GIGABYTE H67 S1155 ATX/GA-PH67-DS3-B3   *$115* is the avg price i see
Asrock Extreme 3 Gen 3 Z68 *$125* promo code *EMCKAKA32* its *$115*


----------



## BlurryS (Sep 10, 2011)

Ofcourse i'd get the P67 motherboard if i'd havent already ordered these items.

Hardware OverVoltage Control IC - Enabling Extreme Overclocking 

GIGABYTE Hardware Overvoltage Control ICs feature more voltage control options than before for the CPU North Bridge and memory. The overvoltage controllers also provide hardware linear real-time voltage control, which means there is no delay compared to the GPIO controller in past implementations. 

Found that on the official gigabyte site under PH67 mobo which im getting...seems like its wrong tho.
Anyways, thanks


----------



## crazyeyesreaper (Sep 10, 2011)

Its a possibility they will let you overclock further but ive seen 0 reviews on Gigabytes PH67 boards, from any reliable sources seen nothing but previews.


----------



## BlurryS (Sep 10, 2011)

Okay, anyway im gonna wait that mobo and im going to test it right away. But i really hope that stock i5 is more than enough at the moment.


----------



## arnoo1 (Sep 10, 2011)

2 years ago i went up from a amd athlon 6000 ( 90nm?) To a intelcore 2 quad q9550 and in gta 4 i went from 22fps to 59fps with a 9800gtx 840mhz core, 2000mhz mem, 
So upgrading to a 2500k is a good choice, real solid cpu and maybe a new gpu, you are lacking behind with that 5770


----------



## wolf (Sep 10, 2011)

you will notice a huuuuuge difference, even if you leave the 2500K at stock. I moved to one from a PII X6 1090T and even then I'm certain overall the system is markedly faster. basically your doubling the core count, for core's that are not only considerably faster clock for clock, but also clocked faster.

enjoy!


----------



## BlurryS (Sep 10, 2011)

Thanks for positive answers, i will still keep my hopes up^^ 
Even though, my new mobo possibly wont allow me to overclock this beast 2500k


----------



## Dent1 (Sep 10, 2011)

Ish...


5770 is a limiting factor. I can remember a couple of years back the 48xx used to struggle on GTA IV, so the 5770 which is equivalent most probably will too.

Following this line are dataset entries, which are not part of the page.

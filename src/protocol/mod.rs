//! Binary compiler-driver protocol shared by the host and the helper process.
//!
//! Every frame is a 4-byte little-endian action code followed by the fixed
//! payload for that action. The helper answers exactly one `Compile` with a
//! single result frame and otherwise never writes to its standard output.
//!
//! Primitive layout:
//! - `i32`: 4 bytes, little-endian (action codes, lengths, counts)
//! - `bool`: 1 byte, 0 = false, anything else = true
//! - string: `i32` byte length + UTF-8 bytes
//! - blob: `i32` byte length + raw bytes

mod action;
mod codec;
mod error;
mod outcome;

#[cfg(test)]
mod tests;

pub use action::{Action, ActionFrame};
pub use codec::{FrameReader, FrameWriter, MAX_FIELD_LEN};
pub use error::ProtocolError;
pub use outcome::CompileOutcome;
//! Compiler capability used by the helper session.
//!
//! Semantic analysis and code generation live behind [`CompilerBackend`]. The
//! session only needs two calls: parse a file under a given configuration, and
//! emit the accumulated units against a reference set. [`LiteCompiler`] is the
//! bundled backend: a preprocessor and structural syntax checker that emits a
//! self-describing image.

mod image;
mod lite;

#[cfg(test)]
mod tests;

use crate::session::{ParseConfig, ReferenceHandle, SourceUnit};
use std::path::Path;

pub use image::{read_image, ImageSummary, ImageUnit, IMAGE_FORMAT_VERSION, IMAGE_MAGIC};
pub use lite::LiteCompiler;

/// Result of an emit: either the binary image or every diagnostic, in order.
#[derive(Debug, Clone, PartialEq, Eq)]
pub enum CompileOutput {
    Image(Vec<u8>),
    Diagnostics(Vec<String>),
}

pub trait CompilerBackend {
    /// Parse one file. Never fails: problems are carried as unit diagnostics.
    fn parse(&self, path: &Path, text: &str, config: &ParseConfig) -> SourceUnit;

    fn emit(&self, units: &[SourceUnit], references: &[ReferenceHandle]) -> CompileOutput;
}
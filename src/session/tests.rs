use super::*;
use crate::compiler::{CompileOutput, CompilerBackend, LiteCompiler};
use crate::protocol::CompileOutcome;
use std::cell::Cell;
use std::fs;
use std::path::{Path, PathBuf};

fn write_source(dir: &Path, name: &str, text: &str) -> PathBuf {
    let path = dir.join(name);
    fs::write(&path, text).expect("write source");
    path
}

/// Records how many times emit ran so re-compilation would be visible.
struct CountingBackend {
    inner: LiteCompiler,
    emits: Cell<usize>,
}

impl CompilerBackend for CountingBackend {
    fn parse(&self, path: &Path, text: &str, config: &ParseConfig) -> SourceUnit {
        self.inner.parse(path, text, config)
    }

    fn emit(&self, units: &[SourceUnit], references: &[ReferenceHandle]) -> CompileOutput {
        self.emits.set(self.emits.get() + 1);
        self.inner.emit(units, references)
    }
}

#[test]
fn new_session_is_empty() {
    let session = CompilerSession::default();
    assert!(session.symbols().is_empty());
    assert!(session.units().is_empty());
    assert!(session.references().is_empty());
    assert!(!session.is_compiled());
    assert_eq!(session.parse_config().language_version, LanguageVersion::Latest);
}

#[test]
fn symbols_are_a_set() {
    let mut session = CompilerSession::default();
    session.add_symbol("DEBUG");
    session.add_symbol("DEBUG");
    assert_eq!(session.symbols().len(), 1);
    assert!(session.parse_config().symbols.contains("DEBUG"));
}

#[test]
fn symbols_are_stored_exactly_as_sent() {
    let mut session = CompilerSession::default();
    session.add_symbol(" FOO ");
    session.add_symbol("   ");
    let stored: Vec<&str> = session.symbols().iter().map(String::as_str).collect();
    assert_eq!(stored, vec!["   ", " FOO "]);
    assert!(!session.symbols().contains("FOO"));
}

#[test]
fn file_sees_only_symbols_added_before_it() {
    let dir = tempfile::tempdir().unwrap();
    let backend = LiteCompiler::new();
    let text = "#if LATE\nclass WithLate {}\n#else\nclass WithoutLate {}\n#endif";
    let early = write_source(dir.path(), "Early.cs", text);
    let late = write_source(dir.path(), "Late.cs", text.replace("With", "Second").as_str());

    let mut session = CompilerSession::default();
    session.add_symbol("FIRST");
    session.add_source_file(&early, &backend);
    session.add_symbol("LATE");
    session.add_source_file(&late, &backend);

    let units = session.units();
    assert_eq!(units.len(), 2);
    assert_eq!(
        units[0].symbols.iter().cloned().collect::<Vec<_>>(),
        vec!["FIRST".to_string()]
    );
    assert_eq!(units[0].declared_types, vec!["WithoutLate"]);
    assert_eq!(
        units[1].symbols.iter().cloned().collect::<Vec<_>>(),
        vec!["FIRST".to_string(), "LATE".to_string()]
    );
    assert_eq!(units[1].declared_types, vec!["SecondLate"]);
}

#[test]
fn units_keep_arrival_order() {
    let dir = tempfile::tempdir().unwrap();
    let backend = LiteCompiler::new();
    let mut session = CompilerSession::default();
    for name in ["c.cs", "a.cs", "b.cs"] {
        let path = write_source(dir.path(), name, "");
        session.add_source_file(&path, &backend);
    }
    let names: Vec<_> = session
        .units()
        .iter()
        .map(|u| u.path.file_name().unwrap().to_string_lossy().to_string())
        .collect();
    assert_eq!(names, vec!["c.cs", "a.cs", "b.cs"]);
}

#[test]
fn unreadable_source_becomes_compile_failure() {
    let backend = LiteCompiler::new();
    let mut session = CompilerSession::default();
    let unit = session.add_source_file(Path::new("/no/such/dir/Missing.cs"), &backend);
    assert!(unit.has_errors);
    assert!(unit.diagnostics[0].contains("CS2001"));

    match session.compile(&backend).unwrap() {
        CompileOutcome::Failure { diagnostics } => assert!(diagnostics[0].contains("Missing.cs")),
        other => panic!("expected failure, got {other:?}"),
    }
}

#[test]
fn references_deduplicate_and_remember_origin() {
    let mut session = CompilerSession::default();
    session.add_reference(PathBuf::from("/game/Managed/UnityEngine.dll"));
    session.add_reference(PathBuf::from("/game/Managed/UnityEngine.dll"));
    session.add_compatibility_shim(PathBuf::from("/tools/MicroRuntimeForwarder.dll"));
    let refs = session.references();
    assert_eq!(refs.len(), 2);
    assert_eq!(refs[0].origin, ReferenceOrigin::Explicit);
    assert_eq!(refs[1].origin, ReferenceOrigin::CompatibilityShim);
}

#[test]
fn compile_succeeds_with_valid_source() {
    let dir = tempfile::tempdir().unwrap();
    let backend = LiteCompiler::new();
    let source = write_source(dir.path(), "Hello.cs", "public class Hello { }");
    let mut session = CompilerSession::default();
    session.add_source_file(&source, &backend);
    match session.compile(&backend).unwrap() {
        CompileOutcome::Success { payload } => assert!(!payload.is_empty()),
        other => panic!("expected success, got {other:?}"),
    }
    assert!(session.is_compiled());
}

#[test]
fn second_compile_is_rejected_without_rerunning() {
    let backend = CountingBackend {
        inner: LiteCompiler::new(),
        emits: Cell::new(0),
    };
    let mut session = CompilerSession::default();
    assert!(session.compile(&backend).is_ok());
    assert!(matches!(
        session.compile(&backend),
        Err(SessionError::AlreadyCompiled)
    ));
    assert_eq!(backend.emits.get(), 1);
}
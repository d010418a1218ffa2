use std::path::Path;

#[derive(Debug, Clone, Copy, PartialEq, Eq)]
pub(crate) enum Severity {
    Error,
    Warning,
}

impl Severity {
    fn as_str(self) -> &'static str {
        match self {
            Severity::Error => "error",
            Severity::Warning => "warning",
        }
    }
}

/// Position-tagged message, rendered `path(line,col): error CSxxxx: text`.
#[derive(Debug, Clone, PartialEq, Eq)]
pub(crate) struct Diagnostic {
    pub(crate) severity: Severity,
    pub(crate) code: &'static str,
    pub(crate) line: usize,
    pub(crate) column: usize,
    pub(crate) message: String,
}

impl Diagnostic {
    pub(crate) fn error(
        code: &'static str,
        line: usize,
        column: usize,
        message: impl Into<String>,
    ) -> Self {
        Self {
            severity: Severity::Error,
            code,
            line,
            column,
            message: message.into(),
        }
    }

    pub(crate) fn warning(
        code: &'static str,
        line: usize,
        column: usize,
        message: impl Into<String>,
    ) -> Self {
        Self {
            severity: Severity::Warning,
            ..Self::error(code, line, column, message)
        }
    }

    pub(crate) fn is_error(&self) -> bool {
        self.severity == Severity::Error
    }

    pub(crate) fn render(&self, path: &Path) -> String {
        format!(
            "{}({},{}): {} {}: {}",
            path.display(),
            self.line,
            self.column,
            self.severity.as_str(),
            self.code,
            self.message
        )
    }
}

You'd get good frame rates but you isn’t maxing it out. Battlefield 3 nobody knows the full specification, but using Bad Company 2 as an example the 5770 could just about max it out at a respectable frame rate. If Bad Company 3 is more significantly more intensive I'd say a 5770 would struggle at anything above medium settings (online with 64 Players). Saying that the game hasn’t been released so I'm talking speculation. I feel 3 GBs becoming borderline minimum of ram these days on a modern operating system (Vista/Win7) I'd be looking to upgrade ram and video card within a year or so.

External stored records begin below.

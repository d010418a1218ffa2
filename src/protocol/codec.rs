use super::error::ProtocolError;
use std::io::{self, Read, Write};

/// Upper bound for any single length-prefixed field. Lengths above this are
/// rejected before allocating so a corrupt prefix cannot exhaust memory.
pub const MAX_FIELD_LEN: usize = 256 * 1024 * 1024;

/// Reads protocol primitives from a raw byte stream.
pub struct FrameReader<R> {
    inner: R,
}

impl<R: Read> FrameReader<R> {
    pub fn new(inner: R) -> Self {
        Self { inner }
    }

    pub fn get_ref(&self) -> &R {
        &self.inner
    }

    /// Read the next action code. Returns `None` only when the stream ends
    /// cleanly on a frame boundary; a partial code is a truncation.
    pub fn read_action_code(&mut self) -> Result<Option<i32>, ProtocolError> {
        let mut buf = [0u8; 4];
        let got = self.fill_partial(&mut buf)?;
        match got {
            0 => Ok(None),
            4 => Ok(Some(i32::from_le_bytes(buf))),
            _ => Err(ProtocolError::Truncated {
                what: "action code",
                expected: 4,
                got,
            }),
        }
    }

    pub fn read_i32(&mut self, what: &'static str) -> Result<i32, ProtocolError> {
        let mut buf = [0u8; 4];
        self.fill(&mut buf, what)?;
        Ok(i32::from_le_bytes(buf))
    }

    pub fn read_bool(&mut self, what: &'static str) -> Result<bool, ProtocolError> {
        let mut buf = [0u8; 1];
        self.fill(&mut buf, what)?;
        Ok(buf[0] != 0)
    }

    /// Read a non-negative `i32` count or length, bounded by [`MAX_FIELD_LEN`].
    pub fn read_len(&mut self, what: &'static str) -> Result<usize, ProtocolError> {
        let len = self.read_i32(what)?;
        if len < 0 {
            return Err(ProtocolError::NegativeLength { what, len });
        }
        let len = len as usize;
        if len > MAX_FIELD_LEN {
            return Err(ProtocolError::LengthTooLarge {
                what,
                len,
                max: MAX_FIELD_LEN,
            });
        }
        Ok(len)
    }

    pub fn read_string(&mut self, what: &'static str) -> Result<String, ProtocolError> {
        let bytes = self.read_bytes(what)?;
        String::from_utf8(bytes).map_err(|source| ProtocolError::InvalidUtf8 { what, source })
    }

    pub fn read_bytes(&mut self, what: &'static str) -> Result<Vec<u8>, ProtocolError> {
        let len = self.read_len(what)?;
        let mut out = Vec::new();
        self.inner.by_ref().take(len as u64).read_to_end(&mut out)?;
        if out.len() < len {
            return Err(ProtocolError::Truncated {
                what,
                expected: len,
                got: out.len(),
            });
        }
        Ok(out)
    }

    fn fill(&mut self, buf: &mut [u8], what: &'static str) -> Result<(), ProtocolError> {
        let got = self.fill_partial(buf)?;
        if got < buf.len() {
            return Err(ProtocolError::Truncated {
                what,
                expected: buf.len(),
                got,
            });
        }
        Ok(())
    }

    fn fill_partial(&mut self, buf: &mut [u8]) -> Result<usize, ProtocolError> {
        let mut got = 0;
        while got < buf.len() {
            match self.inner.read(&mut buf[got..]) {
                Ok(0) => break,
                Ok(n) => got += n,
                Err(err) if err.kind() == io::ErrorKind::Interrupted => continue,
                Err(err) => return Err(err.into()),
            }
        }
        Ok(got)
    }
}

/// Writes protocol primitives. Values are staged in memory and only reach the
/// underlying stream on [`FrameWriter::flush_frame`], so a logical message is
/// never observed half-written.
pub struct FrameWriter<W> {
    inner: W,
    pending: Vec<u8>,
}

impl<W: Write> FrameWriter<W> {
    pub fn new(inner: W) -> Self {
        Self {
            inner,
            pending: Vec::new(),
        }
    }

    pub fn put_i32(&mut self, value: i32) {
        self.pending.extend_from_slice(&value.to_le_bytes());
    }

    pub fn put_bool(&mut self, value: bool) {
        self.pending.push(u8::from(value));
    }

    pub fn put_len(&mut self, what: &'static str, len: usize) -> Result<(), ProtocolError> {
        if len > MAX_FIELD_LEN {
            return Err(ProtocolError::LengthTooLarge {
                what,
                len,
                max: MAX_FIELD_LEN,
            });
        }
        self.put_i32(len as i32);
        Ok(())
    }

    pub fn put_string(&mut self, what: &'static str, value: &str) -> Result<(), ProtocolError> {
        self.put_bytes(what, value.as_bytes())
    }

    pub fn put_bytes(&mut self, what: &'static str, value: &[u8]) -> Result<(), ProtocolError> {
        self.put_len(what, value.len())?;
        self.pending.extend_from_slice(value);
        Ok(())
    }

    /// Append bytes with no length prefix (image magic headers).
    pub fn put_raw(&mut self, value: &[u8]) {
        self.pending.extend_from_slice(value);
    }

    /// Push the staged message to the stream in one write and flush it.
    pub fn flush_frame(&mut self) -> Result<(), ProtocolError> {
        if !self.pending.is_empty() {
            self.inner.write_all(&self.pending)?;
            self.pending.clear();
        }
        self.inner.flush()?;
        Ok(())
    }

    /// Flush whatever is staged and hand back the underlying stream.
    pub fn finish(mut self) -> Result<W, ProtocolError> {
        self.flush_frame()?;
        Ok(self.inner)
    }
}
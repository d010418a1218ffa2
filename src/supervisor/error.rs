use super::escape::ArgumentLineError;
use crate::protocol::ProtocolError;
use std::io;
use std::path::PathBuf;
use std::process::ExitStatus;
use std::time::Duration;
use thiserror::Error;

#[derive(Debug, Error)]
pub enum SupervisorError {
    #[error("helper executable not found at {}", path.display())]
    HelperMissing { path: PathBuf },

    #[error("interpreter command is empty")]
    EmptyInterpreter,

    #[error("invalid helper command line")]
    CommandLine(#[from] ArgumentLineError),

    #[error("failed to start helper `{program}`")]
    Spawn {
        program: String,
        #[source]
        source: io::Error,
    },

    #[error("helper stdio pipes were not captured")]
    PipesUnavailable,

    #[error("helper exited before the session finished ({status})")]
    ExitedEarly { status: ExitStatus },

    #[error("helper produced no result within {timeout:?}")]
    ResultTimeout { timeout: Duration },

    #[error("helper channel is closed")]
    ChannelClosed,

    #[error(transparent)]
    Protocol(#[from] ProtocolError),

    #[error("helper process i/o failed")]
    Io(#[from] io::Error),
}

Aside from those two games, you shouldn't have an issue maxing out most games, huge upgrade from a core 2 duo to an i5. Enjoy


----------



## BlurryS (Sep 11, 2011)

We will see. 
I dont intend to max out GTA IV, but gta iv is very cpu intensive game, and ive seen some people running it at quite high settings with hd 5770 and quad cores. About 3 gb ram, in my first post i said that im gonna upgrade from 3gb random memories to 4 gb kingston xyperx ddr3 memories . Also my 5770 is overclocked in msi afterburner too. Im planning to upgrade my vga soon too but at the moment my cpu is 5 years old already, and vga about 1 year. I usually upgrade my graphics in 1-2 years but right now, cpu is a major priority one. 
Anyway, i can see that its a good upgrade so i cant wait !


----------



## Riotpump (Sep 11, 2011)

crazyeyesreaper said:


> a friend of mine went from a Athlon X2 5000+ with an 8800GT getting 25-30fps in DX9 mode to getting 45-55fps in DX9 with the same gpu on an i5 2400.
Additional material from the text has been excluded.